Le processus de création : Euh! ou Bang! ?
De deux choses l’une : ou bien la création se fait comme un éclair (bang!) et alors, aucune hésitation possible : c’est la voie courte… ou bien il faut y mettre beaucoup de temps, hésiter (euh!) : c’est la voie longue. Le processus de création se plie spontanément ou bien à la liberté la plus totale possible et l’œuvre se construit à mesure sans autre contrôle que celui de l’émotion et de l’imaginaire, ou bien il obéit à un procédé déterminé d’avance, à un plan réfléchi et calculé où la liberté d’expression est conditionnée, contrôlée et orientée par une idée, une structure.
La voie courte
Acrylique sur toile (33" X 66") 2005
La voie courte est celle du poète poussant son crayon sans effacer, du chanteur et improvisateur musical poussant son chant, son cri dans un swing libre mû par l’énergie de l’instant et par l’écho de cette énergie revenant du public. Les seules assises pouvant garantir le succès de cette aventure sont la confiance en soi et l’assurance acquise grâce à certains réflexes obtenus par l’apprentissage de techniques éprouvées et par une rigoureuse discipline. À force de se jeter dans le vide, on finit par en avoir le goût comme un autre d’un sport extrême. La passion est l’étincelle qui allume toute forme de création. Certaines de mes toiles ont été peintes en quelques minutes. L’énergie immanente qui leur donne leur dimension cinétique et parfois giratoire est activée par des émotions fortes. Rien de mat. Rien de plat. Liberté inconditionnelle. Aucun tabou. Aucune règle. Constamment sur le bord du précipice. Saut joyeutal ou déchirant dans le vide. Touttt est dans touttt. Touttt est au bouttt : au bouttt de touttt. Création pure à partir de rien. Touttt est possible. Pourtant, (est-ce contradictoire ?), le pouvoir de l’imagination a parfois pour tremplin la raison.
La voie longue
Le triptyque récent, ci-haut, est un exemple de la voie longue. Il est caractérisé par la multiplication de points en mouvance d’où se dégagent nettement les bouleaux « infinis » qui entrent et sortent de la toile. À l’arrière plan, j’y exploite le côtoiement des couleurs mates et des couleurs iridescentes disposées en courbes et créant un effet optique.
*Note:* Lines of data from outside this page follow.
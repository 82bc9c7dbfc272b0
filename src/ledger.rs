use chrono::Utc;
use tracing::info;

use crate::error::Result;
use crate::events::EventStore;
use crate::model::{EventKind, Symptom};
use crate::symptoms::SymptomStore;
use crate::Db;

/// Pairs each symptom mutation with its audit entry in one write transaction.
///
/// Either both the record change and the event are committed, or neither is.
/// Callers that want the looser two-step behaviour use the stores directly.
#[derive(Clone, Debug)]
pub struct Ledger {
    db: Db,
    symptoms: SymptomStore,
    events: EventStore,
}

impl Ledger {
    pub fn new(db: &Db) -> Result<Self> {
        Ok(Self {
            db: db.clone(),
            symptoms: SymptomStore::new(db)?,
            events: EventStore::new(db)?,
        })
    }

    pub fn symptoms(&self) -> &SymptomStore {
        &self.symptoms
    }

    pub fn events(&self) -> &EventStore {
        &self.events
    }

    pub fn create(&self, title: &str, author: &str, description: &str) -> Result<Symptom> {
        let symptom = self.db.write(|txn| {
            let symptom = self.symptoms.create_in(txn, title, author, description)?;
            self.events.append_in(txn, EventKind::RecordAdded, symptom.id, Utc::now())?;
            Ok(symptom)
        })?;
        info!(id = symptom.id, "symptom added");
        Ok(symptom)
    }

    /// Upserts like [`SymptomStore::update`], logging an update event.
    pub fn update(&self, symptom: &Symptom) -> Result<()> {
        self.db.write(|txn| {
            self.symptoms.update_in(txn, symptom)?;
            self.events.append_in(txn, EventKind::RecordUpdated, symptom.id, Utc::now())?;
            Ok(())
        })?;
        info!(id = symptom.id, "symptom updated");
        Ok(())
    }

    /// Deletes the symptom and logs the removal, even when it was already gone.
    pub fn remove(&self, id: u64) -> Result<()> {
        self.db.write(|txn| {
            self.symptoms.delete_in(txn, id)?;
            self.events.append_in(txn, EventKind::RecordRemoved, id, Utc::now())?;
            Ok(())
        })?;
        info!(id, "symptom removed");
        Ok(())
    }
}
//! `calculate_sum`: adds two numbers.

use async_trait::async_trait;
use serde::Deserialize;
use serde_json::{Number, Value};
use tool_registry::{
    FieldSpec, FieldType, InputSchema, Tool, ToolDescriptor, ToolError, ToolResult,
    ValidatedArguments,
};

/// Registered name of the tool.
pub const NAME: &str = "calculate_sum";

/// Pure addition tool.
#[derive(Debug, Clone, Copy, Default)]
pub struct CalculateSum;

impl CalculateSum {
    /// Descriptor advertised in tool listings.
    ///
    /// # Errors
    ///
    /// Returns [`ToolError::InvalidMetadata`] if the static metadata is invalid.
    pub fn descriptor() -> ToolResult<ToolDescriptor> {
        let schema = InputSchema::builder()
            .field(FieldSpec::required("a", FieldType::Number).with_description("First addend"))
            .field(FieldSpec::required("b", FieldType::Number).with_description("Second addend"))
            .build()?;
        Ok(ToolDescriptor::new(NAME, "Add two numbers together")?.with_input_schema(schema))
    }
}

#[derive(Deserialize)]
struct Operands {
    a: Number,
    b: Number,
}

#[async_trait]
impl Tool for CalculateSum {
    async fn invoke(&self, arguments: ValidatedArguments) -> ToolResult<Value> {
        let Operands { a, b } = arguments.parse()?;
        sum(&a, &b).map(Value::Number)
    }
}

/// Adds two JSON numbers.
///
/// Integer operands stay integers as long as the sum fits in `i64` or `u64`,
/// so `2 + 3` encodes as `5`, not `5.0`, and `u64::MAX + 0` is exact.
/// Everything else is added as `f64`.
///
/// # Errors
///
/// Returns [`ToolError::Execution`] when the float sum is not finite, since
/// JSON cannot represent it.
pub fn sum(a: &Number, b: &Number) -> ToolResult<Number> {
    if let (Some(a), Some(b)) = (integer(a), integer(b)) {
        // Both sides lie within [i64::MIN, u64::MAX]; i128 holds the sum.
        let total = a + b;
        if let Ok(total) = i64::try_from(total) {
            return Ok(Number::from(total));
        }
        if let Ok(total) = u64::try_from(total) {
            return Ok(Number::from(total));
        }
    }

    let (Some(a), Some(b)) = (a.as_f64(), b.as_f64()) else {
        return Err(ToolError::execution("operands are not representable as f64"));
    };
    Number::from_f64(a + b).ok_or_else(|| ToolError::execution(format!("{a} + {b} is not finite")))
}

fn integer(number: &Number) -> Option<i128> {
    number
        .as_i64()
        .map(i128::from)
        .or_else(|| number.as_u64().map(i128::from))
}

#[cfg(test)]
mod tests {
    use super::*;
    use proptest::prelude::*;
    use serde_json::{Map, json};

    fn validated(value: Value) -> ValidatedArguments {
        let Value::Object(map) = value else {
            panic!("expected object");
        };
        CalculateSum::descriptor()
            .unwrap()
            .input_schema()
            .validate(map)
            .unwrap()
    }

    #[tokio::test]
    async fn adds_integers_as_integers() {
        let result = CalculateSum
            .invoke(validated(json!({ "a": 2, "b": 3 })))
            .await
            .unwrap();
        assert_eq!(result, json!(5));
    }

    #[tokio::test]
    async fn adds_floats() {
        let result = CalculateSum
            .invoke(validated(json!({ "a": 0.5, "b": 2 })))
            .await
            .unwrap();
        assert_eq!(result, json!(2.5));
    }

    #[tokio::test]
    async fn unsigned_operands_stay_exact() {
        let result = CalculateSum
            .invoke(validated(json!({ "a": u64::MAX, "b": 0 })))
            .await
            .unwrap();
        assert_eq!(result, json!(u64::MAX));

        let result = CalculateSum
            .invoke(validated(json!({ "a": 9_223_372_036_854_775_808_u64, "b": -1 })))
            .await
            .unwrap();
        assert_eq!(result, json!(i64::MAX));
    }

    #[tokio::test]
    async fn undeclared_arguments_are_ignored() {
        let result = CalculateSum
            .invoke(validated(json!({ "a": 40, "b": 2, "note": "extra" })))
            .await
            .unwrap();
        assert_eq!(result, json!(42));
    }

    #[test]
    fn crossing_into_u64_stays_integer() {
        let total = sum(&Number::from(i64::MAX), &Number::from(1)).unwrap();
        assert_eq!(total, Number::from(9_223_372_036_854_775_808_u64));
    }

    #[test]
    fn integer_overflow_falls_back_to_float() {
        let total = sum(&Number::from(u64::MAX), &Number::from(1)).unwrap();
        assert!(total.is_f64());

        let total = sum(&Number::from(i64::MIN), &Number::from(-1)).unwrap();
        assert!(total.is_f64());
    }

    #[test]
    fn infinite_sum_is_an_execution_error() {
        let max = Number::from_f64(f64::MAX).unwrap();
        let err = sum(&max, &max).expect_err("overflow to infinity");
        assert!(matches!(err, ToolError::Execution { .. }));
    }

    #[test]
    fn schema_requires_both_operands() {
        let descriptor = CalculateSum::descriptor().unwrap();
        let mut map = Map::new();
        map.insert("a".into(), json!(2));
        let err = descriptor.input_schema().validate(map).expect_err("missing b");
        assert_eq!(err.violations()[0].field(), "b");
    }

    proptest! {
        #[test]
        fn integer_sum_is_exact(a in -1_000_000_000_i64..1_000_000_000, b in -1_000_000_000_i64..1_000_000_000) {
            let total = sum(&Number::from(a), &Number::from(b)).unwrap();
            prop_assert_eq!(total.as_i64(), Some(a + b));
        }

        #[test]
        fn sum_is_commutative(a in -1e12_f64..1e12, b in -1e12_f64..1e12) {
            let a = Number::from_f64(a).unwrap();
            let b = Number::from_f64(b).unwrap();
            prop_assert_eq!(sum(&a, &b).unwrap(), sum(&b, &a).unwrap());
        }

        #[test]
        fn zero_is_the_identity(a in any::<i64>(), u in any::<u64>(), f in -1e12_f64..1e12) {
            prop_assert_eq!(sum(&Number::from(a), &Number::from(0)).unwrap(), Number::from(a));
            prop_assert_eq!(sum(&Number::from(u), &Number::from(0)).unwrap(), Number::from(u));

            let f = Number::from_f64(f).unwrap();
            let zero = Number::from_f64(0.0).unwrap();
            prop_assert_eq!(sum(&f, &zero).unwrap(), f);
        }
    }
}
La voie longue exige une concentration soutenue : la respiration y est lente et profonde; elle enveloppe tout le processus de création lequel suppose une architecture plus complexe contenant les éléments fondamentaux de l’œuvre et leurs justes proportions. Complexe ne veut pas dire « compliqué » mais multitude d’éléments simples bien ordonnés. Comme la voie longue est une voie pensée, voire méditée pendant de longues heures, des mois, voire des années, elle contient une bonne part de principes universels et aussi bon nombre de procédures ou de procédés acquis par l’expérience et présidant aux décisions qui permettront d’élaborer une structure relativement contrôlable. L’œuvre est alors sujette à des choix rationnels, dont les symétries et dissymétries sont le mieux possible calculées selon les règles mathématiques de la géométrie. Cette voie représente une certaine sécurité fondée sur le fait que l’on peut prévoir la séquence des mouvements. On voit venir les choses et l’on a un certain temps pour les conduire à leur place, à la bonne place dans l’ensemble. Le danger ici, c’est de s’asseoir sur un procédé apparemment stable et éprouvé car les procédés peuvent devenir des automatismes, des réflexes. La voie longue est celle du philosophe, du pédagogue, du chercheur, du scientifique. Ars longa, vita brevis! (L’art est long! La vie est brève !)
La voie du milieu
Cependant, une troisième voie, « la voie du milieu » est celle que j’emprunte actuellement. Sur cette voie, la marche des choses se fait tantôt à pas courts et rapides et tantôt, à pas lents et longs. La voie du milieu intègre spontanéité et rigueur, intuition et logique. En quête d’harmonie et d’équilibre, je tente de jeter des ponts entre les extrêmes : entre intuition et raison, entre l’éternel et l’éphémère, entre la réalité et le rêve. Peindre, c’est aller voir « ailleurs ».